▸ **Exercise data**:
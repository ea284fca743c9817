use crate::exec::{BinaryResolver, ProcessRunner};
use crate::foundation::cancel::CancelToken;
use crate::foundation::error::{TexforgeError, TexforgeResult};
use crate::pipeline::request::RenderRequest;
use crate::typeset::source::{parse_typeset_log, synthesize_source};
use anyhow::Context as _;
use serde::{Deserialize, Serialize};
use std::ffi::OsString;
use std::path::{Path, PathBuf};
use std::sync::Mutex;
use std::sync::atomic::{AtomicU64, Ordering};
use std::time::Duration;

const SOURCE_FILE: &str = "expression.tex";
const LOG_FILE: &str = "expression.log";
const INTERMEDIATE_FILE: &str = "expression.dvi";
const VECTOR_FILE: &str = "expression.svg";

/// Configuration for [`TypesetStage`].
#[derive(Debug, Clone, Serialize, Deserialize)]
pub struct TypesetConfig {
    /// Typesetting tool name (resolved via PATH when no override is set).
    pub tex_binary: String,
    /// Vector-conversion tool name.
    pub converter_binary: String,
    /// Explicit typesetting tool path; wins unconditionally when set.
    pub tex_override: Option<PathBuf>,
    /// Explicit converter path; wins unconditionally when set.
    pub converter_override: Option<PathBuf>,
    /// Directory probed for both tools before the PATH scan.
    pub search_dir: Option<PathBuf>,
    /// Wall-clock deadline per tool invocation.
    pub timeout: Duration,
    /// Subprocess exit/cancellation poll granularity.
    pub poll_interval: Duration,
    /// Keep the working-directory root on disk after the stage is dropped.
    pub retain_work_dirs: bool,
}

impl Default for TypesetConfig {
    fn default() -> Self {
        Self {
            tex_binary: "latex".into(),
            converter_binary: "dvisvgm".into(),
            tex_override: None,
            converter_override: None,
            search_dir: None,
            timeout: Duration::from_secs(30),
            poll_interval: Duration::from_millis(50),
            retain_work_dirs: false,
        }
    }
}

#[derive(Debug)]
enum WorkRoot {
    Ephemeral(tempfile::TempDir),
    Retained(PathBuf),
}

impl WorkRoot {
    fn path(&self) -> &Path {
        match self {
            Self::Ephemeral(dir) => dir.path(),
            Self::Retained(path) => path,
        }
    }
}

/// Drives the two external tools for one request and returns the vector
/// document text.
///
/// Each attempt gets a fresh uniquely-named working directory under a
/// stage-owned temp root; diagnostic files written into it (tool logs,
/// timeout sidecars) are retained for the stage's lifetime so failures can
/// be inspected after the fact.
///
/// Overlapping calls are a caller bug (the queue stage is responsible for
/// preventing overlap) and surface as a validation error instead of
/// corrupting the in-flight attempt.
#[derive(Debug)]
pub struct TypesetStage {
    cfg: TypesetConfig,
    resolver: BinaryResolver,
    runner: ProcessRunner,
    root: WorkRoot,
    seq: AtomicU64,
    busy: Mutex<()>,
}

impl TypesetStage {
    /// Create the stage, its resolver, and its working-directory root.
    pub fn new(cfg: TypesetConfig) -> TexforgeResult<Self> {
        let mut resolver = BinaryResolver::new(cfg.search_dir.clone());
        if let Some(path) = &cfg.tex_override {
            resolver = resolver.with_override(cfg.tex_binary.clone(), path.clone());
        }
        if let Some(path) = &cfg.converter_override {
            resolver = resolver.with_override(cfg.converter_binary.clone(), path.clone());
        }

        let tmp = tempfile::TempDir::with_prefix("texforge-")
            .context("failed to create working-directory root")?;
        let root = if cfg.retain_work_dirs {
            WorkRoot::Retained(tmp.keep())
        } else {
            WorkRoot::Ephemeral(tmp)
        };

        let runner = ProcessRunner {
            timeout: cfg.timeout,
            poll_interval: cfg.poll_interval,
        };

        Ok(Self {
            cfg,
            resolver,
            runner,
            root,
            seq: AtomicU64::new(0),
            busy: Mutex::new(()),
        })
    }

    /// The working-directory root, for operator inspection.
    pub fn work_root(&self) -> &Path {
        self.root.path()
    }

    /// Typeset `request` and return the vector document text.
    #[tracing::instrument(skip(self, request, token), fields(source_len = request.source().len()))]
    pub fn render_to_vector(
        &self,
        request: &RenderRequest,
        token: &CancelToken,
    ) -> TexforgeResult<String> {
        let _busy = self.busy.try_lock().map_err(|_| {
            TexforgeError::validation(
                "overlapping render_to_vector call; serialize access through a queue stage",
            )
        })?;
        token.checkpoint()?;

        let attempt = self.seq.fetch_add(1, Ordering::Relaxed);
        let dir = self.root.path().join(format!("render-{attempt:04}"));
        std::fs::create_dir_all(&dir)
            .with_context(|| format!("failed to create working directory '{}'", dir.display()))?;
        tracing::debug!(dir = %dir.display(), "typesetting request");

        std::fs::write(dir.join(SOURCE_FILE), synthesize_source(request))
            .context("failed to write synthesized source")?;

        self.run_typeset_tool(&dir, token)?;
        self.run_converter_tool(&dir, token)?;

        token.checkpoint()?;
        let vector = std::fs::read_to_string(dir.join(VECTOR_FILE))
            .context("vector output missing after conversion")?;
        Ok(vector)
    }

    fn run_typeset_tool(&self, dir: &Path, token: &CancelToken) -> TexforgeResult<()> {
        token.checkpoint()?;
        let tex = self.resolver.resolve(&self.cfg.tex_binary)?;
        let args: Vec<OsString> = vec![
            "-interaction=nonstopmode".into(),
            "-halt-on-error".into(),
            "-output-directory".into(),
            dir.as_os_str().to_os_string(),
            SOURCE_FILE.into(),
        ];
        let outcome = self.runner.run(dir, &tex, args, &tool_env(&tex), token)?;
        if outcome.success() {
            return Ok(());
        }

        // Prefer the tool's own log; its error lines are far more legible
        // than the stderr stream.
        let log = std::fs::read_to_string(dir.join(LOG_FILE)).unwrap_or_default();
        let diagnostic = parse_typeset_log(&log)
            .unwrap_or_else(|| format!("exit code {}: {}", outcome.exit_code, outcome.stderr.trim()));
        Err(TexforgeError::typeset(diagnostic))
    }

    fn run_converter_tool(&self, dir: &Path, token: &CancelToken) -> TexforgeResult<()> {
        token.checkpoint()?;
        let converter = self.resolver.resolve(&self.cfg.converter_binary)?;
        let args: Vec<OsString> = vec![
            "--no-fonts".into(),
            INTERMEDIATE_FILE.into(),
            "-o".into(),
            VECTOR_FILE.into(),
        ];
        let outcome = self
            .runner
            .run(dir, &converter, args, &tool_env(&converter), token)?;
        if outcome.success() {
            return Ok(());
        }
        Err(TexforgeError::vector_convert(format!(
            "exit code {}: {}",
            outcome.exit_code,
            outcome.stderr.trim()
        )))
    }
}

/// `PATH` overlay prepending the resolved tool's own directory, so companion
/// support files next to the binary are found.
fn tool_env(program: &Path) -> Vec<(OsString, OsString)> {
    let mut paths: Vec<PathBuf> = Vec::new();
    if let Some(parent) = program.parent()
        && !parent.as_os_str().is_empty()
    {
        paths.push(parent.to_path_buf());
    }
    if let Some(existing) = std::env::var_os("PATH") {
        paths.extend(std::env::split_paths(&existing));
    }
    match std::env::join_paths(paths) {
        Ok(joined) => vec![(OsString::from("PATH"), joined)],
        Err(_) => Vec::new(),
    }
}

▸ **Instructions to follow**:
Each line that holds the word "TypesetConfig" should be extracted from the records.

▸ **Written solution**:
pub struct TypesetConfig {
impl Default for TypesetConfig {
    cfg: TypesetConfig,
    pub fn new(cfg: TypesetConfig) -> TexforgeResult<Self> {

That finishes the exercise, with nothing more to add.